There are some services that are currently only available in the portal such as deferral requests and the Client communication list. For you to use these services you will need an AUSkey.

If you use desktop software
You will need to check and assign lodgement permissions for you and your staff in Access Manager so you can continue lodging when you switch to PLS.

If you use online (cloud based) software
If you use online software you will not need an AUSkey to interact with us within cloud software. If you have been asked by your software provider to notify us, you must do this to ensure you can continue to interact with us securely through your cloud software.

You still need an AUSkey to access our other services like the portals. Check your Access Manager permissions to ensure that your accesses are still current.”

Ref: ATO website, 18 May 2016

Electronic revisions no longer change preferences
In the past, when a client had lodged their own paper activity statements, but then went to their tax agent when they make a mistake or needed a revision, when the agent lodged an electronic revision, this changed the clients’ ‘channel preference’ with the ATO from paper to electronic.

However, the ATO has listened to feedback and now changed their system.

Now, when an agent lodges an electronic revision for a paper activity statement, the ATO won’t automatically change the client’s preference to electronic.

This change only affects revisions lodged electronically by registered tax and BAS agents.
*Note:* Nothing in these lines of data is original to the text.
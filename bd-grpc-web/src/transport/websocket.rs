// shared-core - bitdrift's common client/server libraries
// Copyright Bitdrift, Inc. All rights reserved.
//
// Use of this source code is governed by a source available license that can be found in the
// LICENSE file or at:
// https://polyformproject.org/wp-content/uploads/2020/06/PolyForm-Shield-1.0.0.txt

use super::StreamConnector;
use crate::GRPC_WEBSOCKETS_PROTOCOL;
use crate::error::{Error, Result};
use bd_grpc_web_codec::{Frame, Metadata, decode_frame};
use bytes::{BufMut, Bytes, BytesMut};
use futures::{Sink, SinkExt, Stream, StreamExt};
use http::HeaderValue;
use http::header::SEC_WEBSOCKET_PROTOCOL;
use std::io;
use std::pin::Pin;
use std::sync::atomic::{AtomicBool, Ordering};
use time::Duration;
use tokio::sync::{Mutex, OnceCell};
use tokio_tungstenite::tungstenite::client::IntoClientRequest;
use tokio_tungstenite::tungstenite::error::ProtocolError;
use tokio_tungstenite::tungstenite::protocol::CloseFrame;
use tokio_tungstenite::tungstenite::protocol::frame::coding::CloseCode;
use tokio_tungstenite::tungstenite::{self, Message};
use tokio_util::io::StreamReader;

// Prefix of a websocket message carrying one request frame.
const MESSAGE_PREFIX: u8 = 0x00;
// The whole websocket message signalling that the client is done sending.
const END_OF_SEND: u8 = 0x01;

pub type MessageSink = Pin<Box<dyn Sink<Bytes, Error = Error> + Send>>;
pub type MessageStream = Pin<Box<dyn Stream<Item = io::Result<Bytes>> + Send>>;

struct Writer {
  sink: MessageSink,
  request_header_sent: bool,
  send_closed: bool,
}

impl Writer {
  // Write the request header block if this is the first message on the socket.
  async fn ensure_request_header(&mut self, request_header: &Metadata) -> Result<()> {
    if self.request_header_sent {
      return Ok(());
    }

    log::trace!("writing request header block");
    self.sink.send(request_header.to_header_block()).await?;
    self.request_header_sent = true;
    Ok(())
  }
}

//
// WebSocketTransport
//

// One client or bidi stream carried over a websocket using the grpc-websockets sub-protocol.
//
// Request side: the request header block as the first message, then one message per request frame
// prefixed by 0x00, and finally a single 0x01 message when the client is done sending.
//
// Response side: two leading messages, a placeholder followed by the response header block, then
// a byte stream of regular gRPC-Web frames. Frames are not aligned to websocket messages so the
// messages are stitched back into a byte stream before decoding.
pub struct WebSocketTransport {
  request_header: Metadata,
  writer: Mutex<Writer>,
  reader: Mutex<StreamReader<MessageStream, Bytes>>,
  header: OnceCell<Metadata>,
  released: AtomicBool,
}

impl WebSocketTransport {
  // Wrap the two halves of a websocket. The stream must report an abnormal closure as an io error
  // of kind UnexpectedEof and a normal closure as the end of the stream.
  pub fn new(
    sink: impl Sink<Bytes, Error = Error> + Send + 'static,
    stream: impl Stream<Item = io::Result<Bytes>> + Send + 'static,
    request_header: Metadata,
  ) -> Self {
    let sink: MessageSink = Box::pin(sink);
    let stream: MessageStream = Box::pin(stream);
    Self {
      request_header,
      writer: Mutex::new(Writer {
        sink,
        request_header_sent: false,
        send_closed: false,
      }),
      reader: Mutex::new(StreamReader::new(stream)),
      header: OnceCell::new(),
      released: AtomicBool::new(false),
    }
  }

  // Send one encoded request frame.
  pub async fn send(&self, frame: &[u8]) -> Result<()> {
    let mut writer = self.writer.lock().await;
    if writer.send_closed {
      return Err(Error::StreamClosed);
    }
    if self.is_released() {
      return Err(Error::Closed);
    }
    writer.ensure_request_header(&self.request_header).await?;

    let mut message = BytesMut::with_capacity(1 + frame.len());
    message.put_u8(MESSAGE_PREFIX);
    message.put_slice(frame);
    writer.sink.send(message.freeze()).await
  }

  // Signal the end of the request stream. Calling this more than once is a no-op. The request
  // header block is still written first if nothing was sent yet.
  pub async fn close_send(&self) -> Result<()> {
    let mut writer = self.writer.lock().await;
    if writer.send_closed {
      return Ok(());
    }
    if self.is_released() {
      return Err(Error::Closed);
    }
    writer.ensure_request_header(&self.request_header).await?;

    log::debug!("closing send side of websocket stream");
    writer
      .sink
      .send(Bytes::from_static(&[END_OF_SEND]))
      .await?;
    writer.send_closed = true;
    Ok(())
  }

  // The response header block. The first call reads the two leading response messages, concurrent
  // and later callers share that result.
  pub async fn header(&self) -> Result<Metadata> {
    self
      .header
      .get_or_try_init(|| self.read_preamble())
      .await
      .cloned()
  }

  // The response header if it has already been read.
  #[must_use]
  pub fn cached_header(&self) -> Option<&Metadata> {
    self.header.get()
  }

  async fn read_preamble(&self) -> Result<Metadata> {
    let mut reader = self.reader.lock().await;
    let messages = reader.get_mut();

    // The first message carries nothing of interest.
    next_preamble_message(messages).await?;
    let block = next_preamble_message(messages).await?;

    let header = Metadata::parse_header_block(&block);
    log::debug!("received response header: {header:?}");
    Ok(header)
  }

  // Read the next response frame. Returns None on a normal closure and UnexpectedEof on an abnormal
  // one. The response header is read first if needed.
  pub async fn receive(&self) -> Result<Option<Frame>> {
    if self.is_released() {
      return Err(Error::Closed);
    }
    self.header().await?;

    let mut reader = self.reader.lock().await;
    match decode_frame(&mut *reader).await {
      Err(bd_grpc_web_codec::Error::Io(e)) if e.kind() == io::ErrorKind::UnexpectedEof => {
        Err(Error::UnexpectedEof)
      },
      result => Ok(result?),
    }
  }

  #[must_use]
  pub fn is_released(&self) -> bool {
    self.released.load(Ordering::Acquire)
  }

  // Release the connection. Only the first call has any effect.
  pub async fn close(&self) {
    if self.released.swap(true, Ordering::AcqRel) {
      return;
    }

    log::debug!("releasing websocket connection");
    if let Err(e) = self.writer.lock().await.sink.close().await {
      log::debug!("error closing websocket: {e}");
    }
  }
}

async fn next_preamble_message(messages: &mut MessageStream) -> Result<Bytes> {
  match messages.next().await {
    Some(Ok(message)) => Ok(message),
    Some(Err(e)) if e.kind() == io::ErrorKind::UnexpectedEof => Err(Error::UnexpectedEof),
    Some(Err(e)) => Err(bd_grpc_web_codec::Error::Io(e).into()),
    None => Err(Error::ProtocolViolation(
      "connection closed before the response header",
    )),
  }
}

//
// WebSocketConnector
//

// Dials ws://<host><method> (wss:// unless insecure) offering the grpc-websockets sub-protocol.
#[derive(Debug)]
pub struct WebSocketConnector {
  host: String,
  insecure: bool,
  handshake_timeout: Duration,
}

impl WebSocketConnector {
  #[must_use]
  pub fn new(host: &str, insecure: bool, handshake_timeout: Duration) -> Self {
    Self {
      host: host.to_string(),
      insecure,
      handshake_timeout,
    }
  }

  fn url(&self, method: &str) -> String {
    let scheme = if self.insecure { "ws" } else { "wss" };
    format!("{scheme}://{}{method}", self.host)
  }
}

#[async_trait::async_trait]
impl StreamConnector for WebSocketConnector {
  async fn connect(&self, method: &str, request_header: Metadata) -> Result<WebSocketTransport> {
    let url = self.url(method);
    let mut request = url.as_str().into_client_request()?;
    request.headers_mut().insert(
      SEC_WEBSOCKET_PROTOCOL,
      HeaderValue::from_static(GRPC_WEBSOCKETS_PROTOCOL),
    );

    log::debug!("dialing websocket: {url}");
    let (socket, _) = match tokio::time::timeout(
      self.handshake_timeout.unsigned_abs(),
      tokio_tungstenite::connect_async(request),
    )
    .await
    {
      Ok(result) => result?,
      Err(_) => return Err(Error::ConnectionTimeout),
    };

    let (sink, stream) = socket.split();
    Ok(WebSocketTransport::new(
      sink
        .sink_map_err(Error::from)
        .with(|message: Bytes| futures::future::ready(Ok::<_, Error>(Message::Binary(message)))),
      into_byte_stream(stream),
      request_header,
    ))
  }
}

// Adapt incoming websocket messages to the byte stream contract of WebSocketTransport.
fn into_byte_stream<S>(messages: S) -> impl Stream<Item = io::Result<Bytes>> + Send
where
  S: Stream<Item = tungstenite::Result<Message>> + Send + Unpin,
{
  futures::stream::unfold(Some(messages), |messages| async move {
    let mut messages = messages?;
    loop {
      let item = match messages.next().await? {
        Ok(Message::Binary(data)) => Ok(data),
        Ok(Message::Text(text)) => Ok(Bytes::copy_from_slice(text.as_bytes())),
        Ok(Message::Ping(_) | Message::Pong(_) | Message::Frame(_)) => continue,
        Ok(Message::Close(frame)) => return close_error(frame.as_ref()).map(|e| (Err(e), None)),
        Err(e) => return read_error(e).map(|e| (Err(e), None)),
      };
      return Some((item, Some(messages)));
    }
  })
}

fn close_error(frame: Option<&CloseFrame>) -> Option<io::Error> {
  match frame.map(|frame| frame.code) {
    None | Some(CloseCode::Normal) => None,
    Some(CloseCode::Abnormal) => Some(io::ErrorKind::UnexpectedEof.into()),
    Some(code) => Some(io::Error::other(format!(
      "websocket closed with code {}",
      u16::from(code)
    ))),
  }
}

fn read_error(error: tungstenite::Error) -> Option<io::Error> {
  match error {
    tungstenite::Error::ConnectionClosed | tungstenite::Error::AlreadyClosed => None,
    tungstenite::Error::Protocol(ProtocolError::ResetWithoutClosingHandshake) => {
      Some(io::ErrorKind::UnexpectedEof.into())
    },
    tungstenite::Error::Io(e)
      if matches!(
        e.kind(),
        io::ErrorKind::ConnectionReset | io::ErrorKind::BrokenPipe | io::ErrorKind::UnexpectedEof
      ) =>
    {
      Some(io::ErrorKind::UnexpectedEof.into())
    },
    e => Some(io::Error::other(e)),
  }
}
Clients will still have their preferences changed from paper to electronic if they:

  • Link the ATO to their myGov account;
  • Lodge a one-off electronic activity statement; or
  • Lodge an electronic revision.

Ref: ATO website, 20 April 2016

Real property transfers reporting
From 1 July 2016, all state and territory revenue collection agencies will be collecting and reporting information to the ATO about all transfers of freehold or leasehold interests in real property located in all states and territories.

For each transaction, the report will include:

  • Property details including land title information, property address and other descriptors;
  • Transactional information including transfer price, contract date and settlement date; and
  • Identity data of the purchaser/transferee and vendor/transferor.
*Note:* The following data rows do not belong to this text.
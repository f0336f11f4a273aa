// shared-core - bitdrift's common client/server libraries
// Copyright Bitdrift, Inc. All rights reserved.
//
// Use of this source code is governed by a source available license that can be found in the
// LICENSE file or at:
// https://polyformproject.org/wp-content/uploads/2020/06/PolyForm-Shield-1.0.0.txt


#[cfg(test)]
#[path = "./status_test.rs"]
mod status_test;

pub mod client;
pub mod context;
pub mod error;
pub mod options;
pub mod service;
pub mod status;
pub mod stream;
pub mod transport;

pub use bd_grpc_web_codec::{Code, Codec, JsonCodec, MessageCodec, Metadata, ProtoCodec};
pub use client::Client;
pub use context::{CallCancelTrigger, CallContext};
pub use error::{Error, Result};
pub use options::{CallOptions, DialOptions, MetadataSink};
pub use service::{RpcShape, ServiceMethod};
pub use status::Status;
pub use stream::GrpcStream;

pub const CONTENT_TYPE: &str = "content-type";
pub const CONTENT_TYPE_GRPC_WEB: &str = "application/grpc-web";
pub const X_GRPC_WEB: &str = "x-grpc-web";
pub const GRPC_WEBSOCKETS_PROTOCOL: &str = "grpc-websockets";

// The request metadata for a call: the caller's outgoing metadata plus the gRPC-Web content type
// for the codec and the x-grpc-web marker.
#[must_use]
pub fn request_metadata(outgoing: &Metadata, subtype: &str) -> Metadata {
  let mut metadata = outgoing.clone();
  metadata.insert(CONTENT_TYPE, format!("{CONTENT_TYPE_GRPC_WEB}+{subtype}"));
  metadata.insert(X_GRPC_WEB, "1");
  metadata
}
They may obtain this information from solicitors, law firms, conveyancers, and self-preparers of property transfers.

Ref: ATO website, 18 May 2016

Editor: Note that, from 1 July 2017, government entities at the federal, state and local levels will need to report the total payments they make to business for providing services.

Family assistance payments
Any clients who wish to claim family assistance payments for the 2014/15 financial year (including family tax benefit, child care benefit and single income family supplement) must lodge their lump sum claim with the Department of Human Services (Centrelink) by 30 June 2016.

Therefore, such clients should lodge their lump sum claim with Centrelink as soon as possible, even if they lodge their 2015 income tax return (or notifying Centrelink that a return is not necessary), even by one day, will result in the clients missing out on some or all of their family assistance payments for the 2014/15 financial year.